• Input data:
# # # # # # #
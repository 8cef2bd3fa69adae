use super::util::store_err;
use crate::application_port::*;
use crate::domain_model::*;
use crate::domain_port::*;
use sqlx::mysql::MySqlRow;
use sqlx::{MySqlPool, Row};

/// Reads the CMS-owned `principal` table. This core never writes to it.
pub struct MySqlPrincipalRepo {
    pool: MySqlPool,
}

impl MySqlPrincipalRepo {
    pub fn new(pool: MySqlPool) -> Self {
        MySqlPrincipalRepo { pool }
    }

    fn row_to_principal(row: &MySqlRow) -> Result<Principal, AuthError> {
        let id: PrincipalId = row.try_get("principal_id").map_err(store_err)?;
        let username: String = row.try_get("username").map_err(store_err)?;
        let role: String = row.try_get("role").map_err(store_err)?;
        let role = role.parse::<Role>().map_err(store_err)?;
        let is_active: bool = row.try_get("is_active").map_err(store_err)?;

        Ok(Principal {
            id,
            username,
            role,
            is_active,
        })
    }

    fn row_to_record(row: MySqlRow) -> Result<PrincipalRecord, AuthError> {
        let principal = Self::row_to_principal(&row)?;
        let password_hash: String = row.try_get("password_hash").map_err(store_err)?;

        Ok(PrincipalRecord {
            principal,
            password_hash,
        })
    }
}

#[async_trait::async_trait]
impl PrincipalRepo for MySqlPrincipalRepo {
    async fn find_by_username(
        &self,
        username: &str,
    ) -> Result<Option<PrincipalRecord>, AuthError> {
        let row_opt: Option<MySqlRow> = sqlx::query(
            r#"
SELECT principal_id, username, password_hash, role, is_active
FROM principal
WHERE username = ?
"#,
        )
        .bind(username)
        .fetch_optional(&self.pool)
        .await
        .map_err(store_err)?;

        row_opt.map(Self::row_to_record).transpose()
    }

    async fn find_by_id(&self, id: PrincipalId) -> Result<Option<Principal>, AuthError> {
        let row_opt: Option<MySqlRow> = sqlx::query(
            r#"
SELECT principal_id, username, role, is_active
FROM principal
WHERE principal_id = ?
"#,
        )
        .bind(id)
        .fetch_optional(&self.pool)
        .await
        .map_err(store_err)?;

        row_opt.as_ref().map(Self::row_to_principal).transpose()
    }
}
//! Client side of the session lifecycle: keeps a token pair, attaches the
//! access token to calls, and funnels concurrent refreshes into one.

mod coordinator;
mod error;
mod http;
mod vault;

pub use coordinator::*;
pub use error::*;
pub use http::*;
pub use vault::*;
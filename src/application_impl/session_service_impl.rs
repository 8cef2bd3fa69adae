use crate::application_port::*;
use crate::domain_model::*;
use crate::domain_port::*;
use std::sync::Arc;
use std::time::Duration;
use tracing::{debug, info, warn};

#[derive(Debug, Clone, Copy)]
pub struct SessionTtl {
    pub access: Duration,
    pub refresh: Duration,
}

pub struct RealSessionService {
    principal_repo: Arc<dyn PrincipalRepo>,
    credential_hasher: Arc<dyn CredentialHasher>,
    credential_codec: Arc<dyn CredentialCodec>,
    session_store: Arc<dyn RefreshSessionStore>,
    clock: Arc<dyn Clock>,
    ttl: SessionTtl,
}

impl RealSessionService {
    pub fn new(
        principal_repo: Arc<dyn PrincipalRepo>,
        credential_hasher: Arc<dyn CredentialHasher>,
        credential_codec: Arc<dyn CredentialCodec>,
        session_store: Arc<dyn RefreshSessionStore>,
        clock: Arc<dyn Clock>,
        ttl: SessionTtl,
    ) -> Self {
        Self {
            principal_repo,
            credential_hasher,
            credential_codec,
            session_store,
            clock,
            ttl,
        }
    }

    fn pair(access: AccessCredential, refresh: RefreshSession) -> SessionPair {
        SessionPair {
            access_token: access.token,
            refresh_token: refresh.token,
            access_token_expires_at: access.expires_at,
            refresh_token_expires_at: refresh.expires_at,
        }
    }

    /// The caller only ever sees `InvalidToken`; the reason stays in the logs.
    async fn audit_rejected_refresh(&self, token: &RefreshToken) {
        let now = self.clock.now();
        match self.session_store.lookup(token).await {
            Ok(Some(session)) => {
                let state = session.state(now);
                if state == SessionState::Revoked {
                    warn!(
                        principal_id = %session.principal_id,
                        "refresh rejected: token already revoked, possible replay"
                    );
                } else {
                    info!(principal_id = %session.principal_id, %state, "refresh rejected");
                }
            }
            Ok(None) => info!("refresh rejected: unknown token"),
            Err(e) => debug!(error = %e, "refresh rejected: audit lookup failed"),
        }
    }
}

#[async_trait::async_trait]
impl SessionService for RealSessionService {
    async fn login(&self, request: LoginInput) -> Result<LoginResult, AuthError> {
        let LoginInput { username, password } = request;

        let rec = self
            .principal_repo
            .find_by_username(&username)
            .await?
            .ok_or(AuthError::Unauthenticated)?;

        let ok = self
            .credential_hasher
            .verify_password(&password, &rec.password_hash)
            .await?;
        if !ok {
            return Err(AuthError::Unauthenticated);
        }

        let principal = rec.principal;
        if !principal.is_active {
            info!(principal_id = %principal.id, "login refused: principal inactive");
            return Err(AuthError::Unauthenticated);
        }

        let now = self.clock.now();
        let refresh = self
            .session_store
            .create(principal.id, self.ttl.refresh, now)
            .await?;
        let access = self
            .credential_codec
            .issue(principal.id, principal.role, self.ttl.access)?;

        info!(principal_id = %principal.id, role = %principal.role, "login");

        Ok(LoginResult {
            principal,
            tokens: Self::pair(access, refresh),
        })
    }

    async fn validate(&self, access_token: &str) -> Result<AuthenticatedPrincipal, AuthError> {
        self.credential_codec
            .verify(&AccessToken(access_token.to_string()))
    }

    async fn refresh(&self, refresh_token: &str) -> Result<SessionPair, AuthError> {
        let presented = RefreshToken(refresh_token.to_string());
        let now = self.clock.now();

        // Everything that can fail transiently runs before the token is consumed.
        let Some(current) = self.session_store.find_active(&presented, now).await? else {
            self.audit_rejected_refresh(&presented).await;
            return Err(AuthError::InvalidToken);
        };

        let principal = match self.principal_repo.find_by_id(current.principal_id).await? {
            Some(principal) if principal.is_active => principal,
            _ => {
                warn!(
                    principal_id = %current.principal_id,
                    "refresh refused: principal inactive or gone, revoking all sessions"
                );
                self.logout_all(current.principal_id).await;
                return Err(AuthError::Forbidden);
            }
        };

        let access = self
            .credential_codec
            .issue(principal.id, principal.role, self.ttl.access)?;

        // The compare-and-set still decides between concurrent callers.
        let Some(next) = self
            .session_store
            .rotate(&presented, self.ttl.refresh, now)
            .await?
        else {
            self.audit_rejected_refresh(&presented).await;
            return Err(AuthError::InvalidToken);
        };

        debug!(principal_id = %principal.id, "refresh token rotated");

        Ok(Self::pair(access, next))
    }

    async fn logout(&self, refresh_token: &str) {
        let token = RefreshToken(refresh_token.to_string());
        if let Err(e) = self.session_store.revoke(&token).await {
            warn!(error = %e, "logout: revoking refresh session failed");
        }
    }

    async fn logout_all(&self, principal_id: PrincipalId) {
        match self.session_store.revoke_all(principal_id).await {
            Ok(count) => info!(%principal_id, count, "revoked all refresh sessions"),
            Err(e) => warn!(%principal_id, error = %e, "logout_all: revoking sessions failed"),
        }
    }

    async fn active_sessions(
        &self,
        principal_id: PrincipalId,
    ) -> Result<Vec<SessionSummary>, AuthError> {
        let sessions = self
            .session_store
            .list_active(principal_id, self.clock.now())
            .await?;
        Ok(sessions.iter().map(SessionSummary::from).collect())
    }
}
use super::util::{is_dup_key, store_err};
use crate::application_port::*;
use crate::domain_model::*;
use crate::domain_port::*;
use chrono::{DateTime, Utc};
use sqlx::mysql::MySqlRow;
use sqlx::{MySqlConnection, MySqlPool, Row};
use std::sync::Arc;
use std::time::Duration;

const SESSION_COLUMNS: &str = "token, principal_id, issued_at, expires_at, revoked";

pub struct MySqlRefreshSessionStore {
    pool: MySqlPool,
    generator: Arc<dyn RefreshTokenGenerator>,
}

impl MySqlRefreshSessionStore {
    pub fn new(pool: MySqlPool) -> Self {
        MySqlRefreshSessionStore {
            pool,
            generator: Arc::new(OsRngTokenGenerator),
        }
    }

    fn row_to_session(row: &MySqlRow) -> Result<RefreshSession, AuthError> {
        let token: String = row.try_get("token").map_err(store_err)?;
        let principal_id: PrincipalId = row.try_get("principal_id").map_err(store_err)?;
        let issued_at: DateTime<Utc> = row.try_get("issued_at").map_err(store_err)?;
        let expires_at: DateTime<Utc> = row.try_get("expires_at").map_err(store_err)?;
        let revoked: bool = row.try_get("revoked").map_err(store_err)?;

        Ok(RefreshSession {
            token: RefreshToken(token),
            principal_id,
            issued_at,
            expires_at,
            revoked,
        })
    }

    async fn insert(
        &self,
        conn: &mut MySqlConnection,
        principal_id: PrincipalId,
        ttl: Duration,
        now: DateTime<Utc>,
    ) -> Result<RefreshSession, AuthError> {
        let session = RefreshSession {
            token: self.generator.generate(),
            principal_id,
            issued_at: now,
            expires_at: expiry_after(now, ttl)?,
            revoked: false,
        };

        let res = sqlx::query(
            r#"
INSERT INTO refresh_session (token, principal_id, issued_at, expires_at, revoked)
VALUES (?, ?, ?, ?, FALSE)
"#,
        )
        .bind(session.token.as_str())
        .bind(session.principal_id)
        .bind(session.issued_at)
        .bind(session.expires_at)
        .execute(conn)
        .await;

        match res {
            Ok(_) => Ok(session),
            Err(e) if is_dup_key(&e) => Err(token_collision(principal_id)),
            Err(e) => Err(store_err(e)),
        }
    }
}

#[async_trait::async_trait]
impl RefreshSessionStore for MySqlRefreshSessionStore {
    async fn create(
        &self,
        principal_id: PrincipalId,
        ttl: Duration,
        now: DateTime<Utc>,
    ) -> Result<RefreshSession, AuthError> {
        let mut conn = self.pool.acquire().await.map_err(store_err)?;
        self.insert(&mut *conn, principal_id, ttl, now).await
    }

    async fn find_active(
        &self,
        token: &RefreshToken,
        now: DateTime<Utc>,
    ) -> Result<Option<RefreshSession>, AuthError> {
        let row_opt = sqlx::query(&format!(
            r#"
SELECT {SESSION_COLUMNS}
FROM refresh_session
WHERE token = ? AND revoked = FALSE AND expires_at > ?
"#
        ))
        .bind(token.as_str())
        .bind(now)
        .fetch_optional(&self.pool)
        .await
        .map_err(store_err)?;

        row_opt.as_ref().map(Self::row_to_session).transpose()
    }

    async fn lookup(&self, token: &RefreshToken) -> Result<Option<RefreshSession>, AuthError> {
        let row_opt = sqlx::query(&format!(
            "SELECT {SESSION_COLUMNS} FROM refresh_session WHERE token = ?"
        ))
        .bind(token.as_str())
        .fetch_optional(&self.pool)
        .await
        .map_err(store_err)?;

        row_opt.as_ref().map(Self::row_to_session).transpose()
    }

    async fn rotate(
        &self,
        token: &RefreshToken,
        ttl: Duration,
        now: DateTime<Utc>,
    ) -> Result<Option<RefreshSession>, AuthError> {
        let mut tx = self.pool.begin().await.map_err(store_err)?;

        // The conditional update is the compare-and-set: of two concurrent
        // callers presenting the same token, only one sees a changed row.
        let consumed = sqlx::query(
            r#"
UPDATE refresh_session
SET revoked = TRUE
WHERE token = ? AND revoked = FALSE AND expires_at > ?
"#,
        )
        .bind(token.as_str())
        .bind(now)
        .execute(&mut *tx)
        .await
        .map_err(store_err)?
        .rows_affected();

        if consumed != 1 {
            tx.rollback().await.map_err(store_err)?;
            return Ok(None);
        }

        let principal_id: PrincipalId =
            sqlx::query_scalar("SELECT principal_id FROM refresh_session WHERE token = ?")
                .bind(token.as_str())
                .fetch_one(&mut *tx)
                .await
                .map_err(store_err)?;

        let next = self.insert(&mut *tx, principal_id, ttl, now).await?;
        tx.commit().await.map_err(store_err)?;

        Ok(Some(next))
    }

    async fn revoke(&self, token: &RefreshToken) -> Result<(), AuthError> {
        sqlx::query("UPDATE refresh_session SET revoked = TRUE WHERE token = ?")
            .bind(token.as_str())
            .execute(&self.pool)
            .await
            .map_err(store_err)?;

        Ok(())
    }

    async fn revoke_all(&self, principal_id: PrincipalId) -> Result<u64, AuthError> {
        let result = sqlx::query(
            r#"
UPDATE refresh_session
SET revoked = TRUE
WHERE principal_id = ? AND revoked = FALSE
"#,
        )
        .bind(principal_id)
        .execute(&self.pool)
        .await
        .map_err(store_err)?;

        Ok(result.rows_affected())
    }

    async fn list_active(
        &self,
        principal_id: PrincipalId,
        now: DateTime<Utc>,
    ) -> Result<Vec<RefreshSession>, AuthError> {
        let rows = sqlx::query(&format!(
            r#"
SELECT {SESSION_COLUMNS}
FROM refresh_session
WHERE principal_id = ? AND revoked = FALSE AND expires_at > ?
ORDER BY issued_at DESC
"#
        ))
        .bind(principal_id)
        .bind(now)
        .fetch_all(&self.pool)
        .await
        .map_err(store_err)?;

        rows.iter().map(Self::row_to_session).collect()
    }

    async fn purge_expired(&self, now: DateTime<Utc>) -> Result<u64, AuthError> {
        let result =
            sqlx::query("DELETE FROM refresh_session WHERE revoked = TRUE OR expires_at < ?")
                .bind(now)
                .execute(&self.pool)
                .await
                .map_err(store_err)?;

        Ok(result.rows_affected())
    }
}

#[cfg(test)]
mod tests {
    use super::*;
    use chrono::SubsecRound;

    /// Runs only when `SCRIPTORIUM_TEST_MYSQL_DSN` points at a disposable database.
    async fn live_pool() -> Option<MySqlPool> {
        let dsn = std::env::var("SCRIPTORIUM_TEST_MYSQL_DSN").ok()?;
        let pool = MySqlPool::connect(&dsn).await.unwrap();
        sqlx::migrate!("./migrations").run(&pool).await.unwrap();
        Some(pool)
    }

    #[tokio::test(flavor = "multi_thread", worker_threads = 4)]
    async fn live_concurrent_rotate_succeeds_once() {
        let Some(pool) = live_pool().await else {
            return;
        };
        let store = Arc::new(MySqlRefreshSessionStore::new(pool.clone()));
        let principal_id = PrincipalId::new_random();
        // DATETIME(6) keeps microseconds.
        let now = Utc::now().trunc_subsecs(6);
        let ttl = Duration::from_secs(3600);
        let first = store.create(principal_id, ttl, now).await.unwrap();

        let attempts: Vec<_> = (0..8)
            .map(|_| {
                let store = store.clone();
                let token = first.token.clone();
                tokio::spawn(async move { store.rotate(&token, ttl, now).await })
            })
            .collect();

        let mut rotated = Vec::new();
        for attempt in attempts {
            if let Ok(Some(next)) = attempt.await.unwrap() {
                rotated.push(next);
            }
        }
        assert_eq!(rotated.len(), 1);

        let active = store.list_active(principal_id, now).await.unwrap();
        assert_eq!(active.len(), 1);
        assert_eq!(active[0].token, rotated[0].token);
        assert!(store.find_active(&first.token, now).await.unwrap().is_none());
        assert!(store.lookup(&first.token).await.unwrap().unwrap().revoked);

        sqlx::query("DELETE FROM refresh_session WHERE principal_id = ?")
            .bind(principal_id)
            .execute(&pool)
            .await
            .unwrap();
    }

    #[tokio::test]
    async fn live_rotate_of_an_expired_token_changes_nothing() {
        let Some(pool) = live_pool().await else {
            return;
        };
        let store = MySqlRefreshSessionStore::new(pool.clone());
        let principal_id = PrincipalId::new_random();
        let now = Utc::now().trunc_subsecs(6);
        let ttl = Duration::from_secs(60);
        let first = store.create(principal_id, ttl, now).await.unwrap();

        let later = now + chrono::Duration::seconds(61);
        assert!(store.rotate(&first.token, ttl, later).await.unwrap().is_none());
        assert!(!store.lookup(&first.token).await.unwrap().unwrap().revoked);
        assert_eq!(store.list_active(principal_id, now).await.unwrap().len(), 1);

        sqlx::query("DELETE FROM refresh_session WHERE principal_id = ?")
            .bind(principal_id)
            .execute(&pool)
            .await
            .unwrap();
    }
}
# # # # # # #
• The task:
Where the string "transpose" occurs in a line of the material above, copy the whole line.

• Exercise result:
        row_opt.map(Self::row_to_record).transpose()
        row_opt.as_ref().map(Self::row_to_principal).transpose()
        row_opt.as_ref().map(Self::row_to_session).transpose()
        row_opt.as_ref().map(Self::row_to_session).transpose()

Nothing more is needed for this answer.